The general perception among them is that the Centre is not according proper respect to the Tamil’s sentiments. “… Centre has an inherent bias against Tamil Nadu and continues to humiliate us,” says E. Janakiraman, an undergraduate from a city college.
14. Fringe Elements or Main Stream Tamil Nationalism
In Section 13.2, we referred to the online news magazine Scroll.in headline, “On the fringes of jallikattu protests, Tamil nationalism attempts to emerge”. In our opinion, whether those feelings of Tamil nationalism are on the fringe or the main stream is anyone’s guess. Yes, some people and celebrities distanced themselves from “Tamil nationalism”. Yet in a country where anyone mentioning an independent Tamil Nadu (separate from India) would be arrested or at least harassed by police in spite of the constitutional guarantee of freedom of speech, people do hesitate to express their Tamil national aspirations. When people’s voices are muzzled, it is difficult to know what is in their hearts.
Political parties would not even whisper Tamil Nadu independence because any party or person espousing it cannot contest in elections per the Sixteenth Amendment to the Indian Constitution in 1963. Only a secret referendum (vote) on the question would reveal the true feelings of the people. No one knows what the outcome of the referendum would be.

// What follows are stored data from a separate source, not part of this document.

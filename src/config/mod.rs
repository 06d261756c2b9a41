use std::time::Duration;

use reqwest::Url;
use serde::Deserialize;

use crate::services::coordinator::EngineConfig;
use crate::services::retry::RetryPolicy;
use crate::services::timeout::TimeoutPolicy;

#[derive(Debug, Deserialize)]
pub struct AppConfig {
    /// Server bind address (e.g., "0.0.0.0:3000")
    #[serde(default = "default_bind_addr")]
    pub bind_addr: String,

    /// ComfyUI base URL, used for image and video generation
    pub comfyui_url: String,

    /// Webhook that accepts prompt-analysis jobs (n8n)
    pub analysis_submit_url: String,

    /// Endpoint polled with `?id=` for prompt-analysis results
    pub analysis_poll_url: String,

    #[serde(default = "default_poll_interval_ms")]
    pub poll_interval_ms: u64,

    #[serde(default = "default_analysis_timeout_secs")]
    pub analysis_timeout_secs: u64,

    #[serde(default = "default_image_base_timeout_secs")]
    pub image_base_timeout_secs: u64,

    #[serde(default = "default_image_per_unit_timeout_secs")]
    pub image_per_unit_timeout_secs: u64,

    #[serde(default = "default_video_timeout_secs")]
    pub video_timeout_secs: u64,

    /// Retries after the first failed media fetch
    #[serde(default = "default_media_max_retries")]
    pub media_max_retries: u32,

    #[serde(default = "default_media_retry_base_ms")]
    pub media_retry_base_ms: u64,

    /// Per-request timeout of the outbound HTTP client
    #[serde(default = "default_request_timeout_secs")]
    pub request_timeout_secs: u64,

    /// Number of finished job results kept for status queries
    #[serde(default = "default_result_retention")]
    pub result_retention: usize,
}

/// Parsed backend endpoints.
#[derive(Debug, Clone)]
pub struct Endpoints {
    pub comfyui: Url,
    pub analysis_submit: Url,
    pub analysis_poll: Url,
}

#[derive(Debug, thiserror::Error)]
pub enum ConfigError {
    #[error("{name} is not a valid URL: {reason}")]
    InvalidUrl { name: &'static str, reason: String },

    #[error("POLL_INTERVAL_MS must be greater than zero")]
    ZeroPollInterval,

    #[error("{name} must be between 1 and {max} seconds, got {value}")]
    TimeoutOutOfRange {
        name: &'static str,
        value: u64,
        max: u64,
    },
}

fn default_bind_addr() -> String {
    "0.0.0.0:3000".to_string()
}

fn default_poll_interval_ms() -> u64 {
    1500
}

fn default_analysis_timeout_secs() -> u64 {
    120
}

fn default_image_base_timeout_secs() -> u64 {
    5 * 60
}

fn default_image_per_unit_timeout_secs() -> u64 {
    2 * 60
}

fn default_video_timeout_secs() -> u64 {
    60 * 60
}

fn default_media_max_retries() -> u32 {
    2
}

fn default_media_retry_base_ms() -> u64 {
    1000
}

fn default_request_timeout_secs() -> u64 {
    30
}

fn default_result_retention() -> usize {
    500
}

impl AppConfig {
    pub fn from_env() -> Result<Self, envy::Error> {
        dotenvy::dotenv().ok();
        envy::from_env()
    }

    pub fn endpoints(&self) -> Result<Endpoints, ConfigError> {
        Ok(Endpoints {
            comfyui: parse_url("COMFYUI_URL", &self.comfyui_url)?,
            analysis_submit: parse_url("ANALYSIS_SUBMIT_URL", &self.analysis_submit_url)?,
            analysis_poll: parse_url("ANALYSIS_POLL_URL", &self.analysis_poll_url)?,
        })
    }

    pub fn engine_config(&self) -> Result<EngineConfig, ConfigError> {
        if self.poll_interval_ms == 0 {
            return Err(ConfigError::ZeroPollInterval);
        }
        Ok(EngineConfig {
            poll_interval: Duration::from_millis(self.poll_interval_ms),
            timeouts: TimeoutPolicy {
                analysis: timeout_secs("ANALYSIS_TIMEOUT_SECS", self.analysis_timeout_secs)?,
                image_base: timeout_secs("IMAGE_BASE_TIMEOUT_SECS", self.image_base_timeout_secs)?,
                image_per_unit: timeout_secs(
                    "IMAGE_PER_UNIT_TIMEOUT_SECS",
                    self.image_per_unit_timeout_secs,
                )?,
                video: timeout_secs("VIDEO_TIMEOUT_SECS", self.video_timeout_secs)?,
            },
        })
    }

    pub fn retry_policy(&self) -> RetryPolicy {
        RetryPolicy::new(
            self.media_max_retries,
            Duration::from_millis(self.media_retry_base_ms),
        )
    }

    pub fn request_timeout(&self) -> Duration {
        Duration::from_secs(self.request_timeout_secs)
    }
}

fn timeout_secs(name: &'static str, value: u64) -> Result<Duration, ConfigError> {
    let max = TimeoutPolicy::MAX_TIMEOUT.as_secs();
    if value == 0 || value > max {
        return Err(ConfigError::TimeoutOutOfRange { name, value, max });
    }
    Ok(Duration::from_secs(value))
}

fn parse_url(name: &'static str, value: &str) -> Result<Url, ConfigError> {
    Url::parse(value).map_err(|e| ConfigError::InvalidUrl {
        name,
        reason: e.to_string(),
    })
}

15. Decisions on Culture, Traditions and Heritage Should be Made by State Governments and State High Courts
In a country with so many distinct and different cultures, traditions and languages, decisions on these matters should be made at the state level by state governments and state high courts with all the judges from within the state. Laws passed at the state legislative assembly by majority of its members (MLAs) should need only be approved by the state governor. There should be no requirement of approval by Indian government.
We want to point out that 100% of the members of the state legislative assembly (MLAs) voted for the removal of the ban on jallikattu. India’s ruling party, Bharatiya Janata Party (BJP) did not win a single seat in the state legislative assembly; it received less than 3% votes in the 2016 assembly elections. Even in the 2014 parliamentary elections, BJP received less than 6% votes in Tamil Nadu.
Is it democracy when a party that got less than 3% votes in the state legislative assembly elections, and less than 6% votes in the parliamentary elections in the state can over-rule and over-turn laws pertaining to internal matters of the state passed by the democratically elected state government? No, it is not democracy. It is just crazy.
16. Amend the Indian Constitution and Devolve Power to States
We would like to see the constitution amended such that the people of the state are able to pass laws on all internal matters of the state. Laws relating to culture and tradition should be exclusively under state jurisdiction. If some traditions seem out-of-date, it should be brought to the state government or state high court for review and revision, as necessary. We do not see a role for the Indian government or the Supreme Court on matters internal to the state.
In this context, we want to point out that the state governor should be from within the state and elected by the people or the state legislative assembly. The current procedure of the Indian government appointing governors from other states is unacceptable and undemocratic.
Similarly all judges in the State High Court should be from within the state. The current requirement that some of the judges should be from out of state is an insult to states.
17. Devolution or Division
In our opinion, devolution of power over all internal affairs to states is the only way to keep together the many states with diverse languages and cultures. If such devolution is not forthcoming, the country may divide itself into the constituent linguistic states.